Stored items
=== Section Start ===
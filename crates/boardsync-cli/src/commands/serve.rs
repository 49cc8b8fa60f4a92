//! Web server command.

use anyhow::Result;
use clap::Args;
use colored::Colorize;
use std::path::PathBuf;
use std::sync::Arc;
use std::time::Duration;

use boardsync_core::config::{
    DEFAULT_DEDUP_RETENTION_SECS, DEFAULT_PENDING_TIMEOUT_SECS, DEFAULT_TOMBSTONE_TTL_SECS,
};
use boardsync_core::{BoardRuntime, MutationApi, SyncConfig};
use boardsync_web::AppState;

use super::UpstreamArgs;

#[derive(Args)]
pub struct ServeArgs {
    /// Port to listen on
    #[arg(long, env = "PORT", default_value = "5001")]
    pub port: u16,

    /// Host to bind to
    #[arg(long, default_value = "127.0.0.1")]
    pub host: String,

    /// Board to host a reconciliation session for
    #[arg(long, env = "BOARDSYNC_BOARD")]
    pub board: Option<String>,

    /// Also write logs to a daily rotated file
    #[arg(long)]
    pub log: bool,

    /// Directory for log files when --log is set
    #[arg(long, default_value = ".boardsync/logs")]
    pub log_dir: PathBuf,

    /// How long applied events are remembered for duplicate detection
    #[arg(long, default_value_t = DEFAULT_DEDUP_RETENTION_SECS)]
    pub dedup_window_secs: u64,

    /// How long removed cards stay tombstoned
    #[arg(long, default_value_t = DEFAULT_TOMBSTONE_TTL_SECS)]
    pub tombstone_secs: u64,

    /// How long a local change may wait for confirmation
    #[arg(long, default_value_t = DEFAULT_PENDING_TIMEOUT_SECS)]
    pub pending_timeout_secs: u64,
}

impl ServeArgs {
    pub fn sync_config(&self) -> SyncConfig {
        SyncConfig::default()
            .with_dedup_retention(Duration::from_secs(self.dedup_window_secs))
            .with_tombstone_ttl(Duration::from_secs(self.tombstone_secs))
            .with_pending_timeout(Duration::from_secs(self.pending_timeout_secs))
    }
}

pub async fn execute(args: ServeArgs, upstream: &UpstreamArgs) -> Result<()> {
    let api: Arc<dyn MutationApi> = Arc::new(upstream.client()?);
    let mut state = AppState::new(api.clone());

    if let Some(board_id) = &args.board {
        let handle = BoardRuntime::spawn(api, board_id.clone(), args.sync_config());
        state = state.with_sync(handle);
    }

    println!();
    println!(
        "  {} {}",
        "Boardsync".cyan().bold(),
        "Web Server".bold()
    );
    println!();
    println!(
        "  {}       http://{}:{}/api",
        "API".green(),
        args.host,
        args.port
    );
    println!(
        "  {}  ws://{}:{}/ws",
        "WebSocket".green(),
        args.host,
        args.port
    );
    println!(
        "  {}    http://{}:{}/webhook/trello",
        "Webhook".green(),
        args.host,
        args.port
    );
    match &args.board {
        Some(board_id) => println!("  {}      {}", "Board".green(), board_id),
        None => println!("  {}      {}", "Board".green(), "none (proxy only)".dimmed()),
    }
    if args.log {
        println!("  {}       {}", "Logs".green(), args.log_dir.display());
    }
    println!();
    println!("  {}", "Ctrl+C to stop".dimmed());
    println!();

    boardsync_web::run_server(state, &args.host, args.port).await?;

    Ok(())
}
=== Section End ===
> _What to work on_: All of the entries need to be reproduced exactly; please write them out.

> _Solution below_:
filename crates/boardsync-cli/src/commands/serve.rs
repository 49cc8b8fa60f4a92
//! Web server command.

use anyhow::Result;
use clap::Args;
use colored::Colorize;
use std::path::PathBuf;
use std::sync::Arc;
use std::time::Duration;

use boardsync_core::config::{
    DEFAULT_DEDUP_RETENTION_SECS, DEFAULT_PENDING_TIMEOUT_SECS, DEFAULT_TOMBSTONE_TTL_SECS,
};
use boardsync_core::{BoardRuntime, MutationApi, SyncConfig};
use boardsync_web::AppState;

use super::UpstreamArgs;

#[derive(Args)]
pub struct ServeArgs {
    /// Port to listen on
    #[arg(long, env = "PORT", default_value = "5001")]
    pub port: u16,

    /// Host to bind to
    #[arg(long, default_value = "127.0.0.1")]
    pub host: String,

    /// Board to host a reconciliation session for
    #[arg(long, env = "BOARDSYNC_BOARD")]
    pub board: Option<String>,

    /// Also write logs to a daily rotated file
    #[arg(long)]
    pub log: bool,

    /// Directory for log files when --log is set
    #[arg(long, default_value = ".boardsync/logs")]
    pub log_dir: PathBuf,

    /// How long applied events are remembered for duplicate detection
    #[arg(long, default_value_t = DEFAULT_DEDUP_RETENTION_SECS)]
    pub dedup_window_secs: u64,

    /// How long removed cards stay tombstoned
    #[arg(long, default_value_t = DEFAULT_TOMBSTONE_TTL_SECS)]
    pub tombstone_secs: u64,

    /// How long a local change may wait for confirmation
    #[arg(long, default_value_t = DEFAULT_PENDING_TIMEOUT_SECS)]
    pub pending_timeout_secs: u64,
}

impl ServeArgs {
    pub fn sync_config(&self) -> SyncConfig {
        SyncConfig::default()
            .with_dedup_retention(Duration::from_secs(self.dedup_window_secs))
            .with_tombstone_ttl(Duration::from_secs(self.tombstone_secs))
            .with_pending_timeout(Duration::from_secs(self.pending_timeout_secs))
    }
}

pub async fn execute(args: ServeArgs, upstream: &UpstreamArgs) -> Result<()> {
    let api: Arc<dyn MutationApi> = Arc::new(upstream.client()?);
    let mut state = AppState::new(api.clone());

    if let Some(board_id) = &args.board {
        let handle = BoardRuntime::spawn(api, board_id.clone(), args.sync_config());
        state = state.with_sync(handle);
    }

    println!();
    println!(
        "  {} {}",
        "Boardsync".cyan().bold(),
        "Web Server".bold()
    );
    println!();
    println!(
        "  {}       http://{}:{}/api",
        "API".green(),
        args.host,
        args.port
    );
    println!(
        "  {}  ws://{}:{}/ws",
        "WebSocket".green(),
        args.host,
        args.port
    );
    println!(
        "  {}    http://{}:{}/webhook/trello",
        "Webhook".green(),
        args.host,
        args.port
    );
    match &args.board {
        Some(board_id) => println!("  {}      {}", "Board".green(), board_id),
        None => println!("  {}      {}", "Board".green(), "none (proxy only)".dimmed()),
    }
    if args.log {
        println!("  {}       {}", "Logs".green(), args.log_dir.display());
    }
    println!();
    println!("  {}", "Ctrl+C to stop".dimmed());
    println!();

    boardsync_web::run_server(state, &args.host, args.port).await?;

    Ok(())
}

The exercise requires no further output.